Red Hat's Heidi Lanford to share her formula for becoming model-driven
By Karina Babcock, Director Corporate Marketing, Domino on May 09, 2019 in
Heidi Lanford is known for her leadership in analytics and data science. From her early customer segmentation work with Harley-Davidson that guided an important marketing reorg to her campaign and forecasting initiatives for Nortel that doubled revenue in two key verticals, Heidi has steered some of the world’s largest brands in successfully tapping into their data to better compete.
Now as Vice President of Enterprise Data and Analytics at Red Hat, the world’s largest open source software company, Heidi is making her mark once again. In less than two years with Red Hat, she’s implemented the company’s first enterprise data science platform for collaboration and a framework for certifying enterprise data assets—both part of a comprehensive plan that will help Red Hat scale data science in every aspect of its business.

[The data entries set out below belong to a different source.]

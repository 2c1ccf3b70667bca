use super::SlipGroup;
use crate::orientation::SymmetryRegistry;
use crate::StrError;

/// Names of the standard slip groups
///
/// | name                | plane        | direction    | symmetry  |
/// |---------------------|--------------|--------------|-----------|
/// | `fcc`               | {1 1 1}      | ⟨1 -1 0⟩     | cubic     |
/// | `bcc`               | {1 -1 0}     | ⟨1 1 1⟩      | cubic     |
/// | `bcc:112`           | {1 1 -2}     | ⟨1 1 1⟩      | cubic     |
/// | `bcc:123`           | {1 2 -3}     | ⟨1 1 1⟩      | cubic     |
/// | `hcp:basal`         | (0 0 0 1)    | [1 1 -2 0]   | hexagonal |
/// | `hcp:prismatic`     | (1 -1 0 0)   | [1 1 -2 0]   | hexagonal |
/// | `hcp:pyramidal_a`   | (0 1 -1 1)   | [2 -1 -1 0]  | hexagonal |
/// | `hcp:pyramidal_c+a` | (0 1 -1 1)   | [-1 -1 2 3]  | hexagonal |
///
/// Reference: Pagan et al. (2023) Using the Ti–Al system to understand plasticity and its
/// connection to fracture and fatigue in α Ti alloys, Metall. Mater. Trans. A 54:3373–3388
pub const SLIP_GROUP_NAMES: [&str; 8] = [
    "fcc",
    "bcc",
    "bcc:112",
    "bcc:123",
    "hcp:basal",
    "hcp:prismatic",
    "hcp:pyramidal_a",
    "hcp:pyramidal_c+a",
];

/// Returns a standard slip group
///
/// # Input
///
/// * `name` -- one of [SLIP_GROUP_NAMES]
/// * `c_over_a` -- the c/a ratio (required by the `hcp` groups)
/// * `registry` -- registry holding the `cubic` and `hexagonal` symmetry groups
///
/// The hexagonal lattice uses the orthonormal basis `e1 ∥ a1`, `e3 ∥ c`, `e2 = e3 × e1`.
pub fn slip_group(name: &str, c_over_a: Option<f64>, registry: &SymmetryRegistry) -> Result<SlipGroup, StrError> {
    if name.starts_with("hcp") {
        let ca = c_over_a.ok_or("c/a ratio is required by the hcp slip groups")?;
        let (hkil, uvtw) = match name {
            "hcp:basal" => ([0.0, 0.0, 0.0, 1.0], [1.0, 1.0, -2.0, 0.0]),
            "hcp:prismatic" => ([1.0, -1.0, 0.0, 0.0], [1.0, 1.0, -2.0, 0.0]),
            "hcp:pyramidal_a" => ([0.0, 1.0, -1.0, 1.0], [2.0, -1.0, -1.0, 0.0]),
            "hcp:pyramidal_c+a" => ([0.0, 1.0, -1.0, 1.0], [-1.0, -1.0, 2.0, 3.0]),
            _ => return Err(UNKNOWN_GROUP),
        };
        let hexagonal = registry.get("hexagonal")?;
        let n = miller_bravais_normal(&hkil, ca);
        let d = miller_bravais_direction(&uvtw, ca);
        return SlipGroup::new(&n, &d, hexagonal);
    }
    let (n, d) = match name {
        "fcc" => ([1.0, 1.0, 1.0], [1.0, -1.0, 0.0]),
        "bcc" => ([1.0, -1.0, 0.0], [1.0, 1.0, 1.0]),
        "bcc:112" => ([1.0, 1.0, -2.0], [1.0, 1.0, 1.0]),
        "bcc:123" => ([1.0, 2.0, -3.0], [1.0, 1.0, 1.0]),
        _ => return Err(UNKNOWN_GROUP),
    };
    let cubic = registry.get("cubic")?;
    SlipGroup::new(&n, &d, cubic)
}

const UNKNOWN_GROUP: StrError = "slip group is not recognized; choices are: fcc, bcc, bcc:112, bcc:123, hcp:basal, hcp:prismatic, hcp:pyramidal_a, hcp:pyramidal_c+a";

/// Converts a Miller-Bravais direction [u v t w] to Cartesian components
pub fn miller_bravais_direction(uvtw: &[f64; 4], c_over_a: f64) -> [f64; 3] {
    let s120 = f64::sqrt(3.0) / 2.0;
    let (u, v, w) = (uvtw[0], uvtw[1], uvtw[3]);
    [1.5 * u, s120 * (2.0 * v + u), c_over_a * w]
}

/// Converts a Miller-Bravais plane normal (h k i l) to Cartesian components
pub fn miller_bravais_normal(hkil: &[f64; 4], c_over_a: f64) -> [f64; 3] {
    let s120 = f64::sqrt(3.0) / 2.0;
    let (h, k, l) = (hkil[0], hkil[1], hkil[3]);
    [h, (k + 0.5 * h) / s120, l / c_over_a]
}

////////////////////////////////////////////////////////////////////////////////////////////////////////////////////////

Her work offers valuable insights in how to become a model-driven company—which, as most data science leaders know, is a significant challenge despite widespread excitement for and investment in data science. In fact, a 2017 MIT Sloan study found that while 85% of companies it surveyed believed models would enable them to obtain (or sustain) a competitive advantage, only 5% were using models extensively in their business.
How is Red Hat establishing a truly enterprise data science capability to drive adoption? We sat down with Heidi in advance of her Rev 2 session this month and got a sneak peek into her formula for success, which is centered on three pillars: collaboration, community, and adoption. The following is an edited transcript of our conversation.
On the importance of collaboration
Putting in place smart data scientists with lots of data at their disposal and great tools will only get a company so far. Many companies are transforming the way they use data throughout all parts of their business by collaborating, and if we don’t adapt, we know that we’re only going to reach a certain amount of success from our data and analytics work. For example, when it comes to model development, the best data science outputs come from lots of collaboration between data scientists and the business community. So at the front-end, we’re insisting that data science and analytics communities explain the value for any modeling project they’re going to embark on in ways that the business can understand. And in order to make the investment in producing models or other analytic outputs, the business must articulate: How will the model change someone’s day job or improve the customer experience?
Data scientists must also really understand the business so they can see if model recommendations make sense from a business standpoint and they need to review initial model output with business teams to get their feedback. Often business teams can provide insight on whether some of the trends and patterns surfacing are correlated, but more importantly if there is a causation effect at play.
On building a community for data scientists
Our data scientists have had education and experiences in different environments, and we need to provide ways that they can tap into each other’s knowledge. As a result, we’ve created an environment we call DAVE—the data analytics virtualization environment—that gives data scientists a space to share ideas, modeling techniques, data sources, and their subject matter knowledge, and to ask questions about business challenges they’re trying to solve.
On thinking beyond trusted data to trusted models
While we know we’re working off of our trusted data sources, we also want a process to determine which are our most trusted models—for example, are they using a large enough sample size, are they employing the right methodologies, do they have the correct documentation, can the technology infrastructure support the model, when does the model need to be refreshed, and so on. There’s both a development component as well as an operational component as we expand our governance practice. We’re putting in place a data science council that will deliver peer review to ensure that models are built with sufficient rigor. We’re just in the early stages of testing the process and identifying council members, but we see this work as vital in establishing a clear path to bring models to production and building trust that will ultimately drive adoption.
When it comes to driving adoption among end users, we also need to ensure that we have people across our sales, product, customer experience, and other teams who are fluent in “data as a second language.” Our data literacy program and “do you speak data” campaign are helping us bring data science to every level of the organization.